My heart breaks to see people that have to turn to an ER for the comfort they can’t find elsewhere. Every time I see that 80 year old man who lives alone and has so many children but no one to take care of him I curse the fate that handed him such thankless beings. Every time I see the SCD patients who are hooked on the narcotics they’ve been fed since they could walk I wish such things weren’t even invented. Every time I see Farid crying in his cubicle from the abdominal pain and the shame that he had again lost his fight with the bottle I wish I could find that part in his brain that keeps dragging him back to it and cut it out. And when I see Zainab in all her endless misery with parents who are sick and tired of bringing her back and forth every day and having to explain her embarrassing condition to people, I wish I lived and worked somewhere where I didn’t have to know about her and people like her.

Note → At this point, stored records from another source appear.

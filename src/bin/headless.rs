use std::path::PathBuf;
use std::time::{Duration, Instant};

use structopt::StructOpt;

use chip8_vm::emulator::Emulator;

/// Instruction cycles per second; timers tick at the same rate.
const CYCLES_PER_SECOND: u32 = 120;

/// The program options.
#[derive(StructOpt)]
struct Opt {
    /// The program to execute
    #[structopt(parse(from_os_str))]
    input: Option<PathBuf>,
}

/// Run a program with no display and no input, which is mostly useful for
/// watching it execute under `RUST_LOG=trace`.
fn main() -> Result<(), Box<dyn std::error::Error>> {
    pretty_env_logger::init();

    // Get configuration and read input file
    let opt = Opt::from_args();
    let path = match opt.input {
        Some(path) => path,
        None => {
            println!("usage: headless <rom>");
            return Ok(());
        }
    };
    log::info!("Executing {:?}", &path);
    let program = std::fs::read(path)?;

    // Load instructions into emulator memory
    let mut emulator = Emulator::new();
    emulator.load(&program);

    // Start execution
    let time_per_cycle = Duration::from_secs(1) / CYCLES_PER_SECOND;
    loop {
        let begin = Instant::now();
        emulator.step()?;
        if let Some(remaining) = time_per_cycle.checked_sub(begin.elapsed()) {
            std::thread::sleep(remaining);
        }
    }
}
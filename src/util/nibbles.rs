/// A structure for splitting an instruction word
/// into the formats the decoder cares about:
/// the four hex nibbles, and the low 8 or 12 bits.
pub struct Nibbles(u8, u8);

impl Nibbles {
    pub fn from_u16(value: u16) -> Nibbles {
        Nibbles((value >> 8) as u8, (value & 0x00FF) as u8)
    }

    pub fn new(left: u8, right: u8) -> Nibbles {
        Nibbles(left, right)
    }

    /// Left-shift the first u8-component 8 bits,
    /// then take bitwise or with the second component
    /// in order to store the components in a u16.
    pub fn as_u16(&self) -> u16 {
        ((self.0 as u16) << 8) | self.1 as u16
    }

    /// The four hex digits of the word, most significant first.
    pub fn as_four_u8(&self) -> (u8, u8, u8, u8) {
        let low_nibble_mask = 0x0F;
        (
            (self.0 >> 4) & low_nibble_mask,
            self.0 & low_nibble_mask,
            (self.1 >> 4) & low_nibble_mask,
            self.1 & low_nibble_mask,
        )
    }

    pub fn last_8_bits(&self) -> u8 {
        self.1
    }

    pub fn last_12_bits(&self) -> u16 {
        self.as_u16() & 0x0FFF
    }
}

#[cfg(test)]
mod tests {
    use super::*;

    #[test]
    fn four_u8_are_the_hex_digits() {
        assert_eq!((0xA, 0xB, 0xC, 0xD), Nibbles::from_u16(0xABCD).as_four_u8());
        assert_eq!((0x0, 0x0, 0x0, 0x0), Nibbles::from_u16(0x0000).as_four_u8());
        assert_eq!((0xF, 0xF, 0xF, 0xF), Nibbles::from_u16(0xFFFF).as_four_u8());
    }

    #[test]
    fn as_u16_round_trips() {
        assert_eq!(0x1234, Nibbles::from_u16(0x1234).as_u16());
        assert_eq!(0x1234, Nibbles::new(0x12, 0x34).as_u16());
    }

    #[test]
    fn trailing_bit_groups() {
        assert_eq!(0xCD, Nibbles::from_u16(0xABCD).last_8_bits());
        assert_eq!(0xBCD, Nibbles::from_u16(0xABCD).last_12_bits());
    }
}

Perfect health and loving family are so underrated.
keep it up ya reem,, very touching and real..
That is sad
This girl's name is the same as me and the same age as me.
But i marvel at the number of differences there is between us.
I always think about such coincidence there is in life it makes a person thankful for what he is.
Yeah. It's just a matter of being born into a certain family, culture and time that could make all the difference. My friend told me her mother had 3 stepmothers as well as her own mother, and when she was 6 years old she had to wake up really early in the morning and wash each and every one of their clothes before breakfast. Imagine being born into a life like that! Al7amdulillah 3ala koli ne3ma.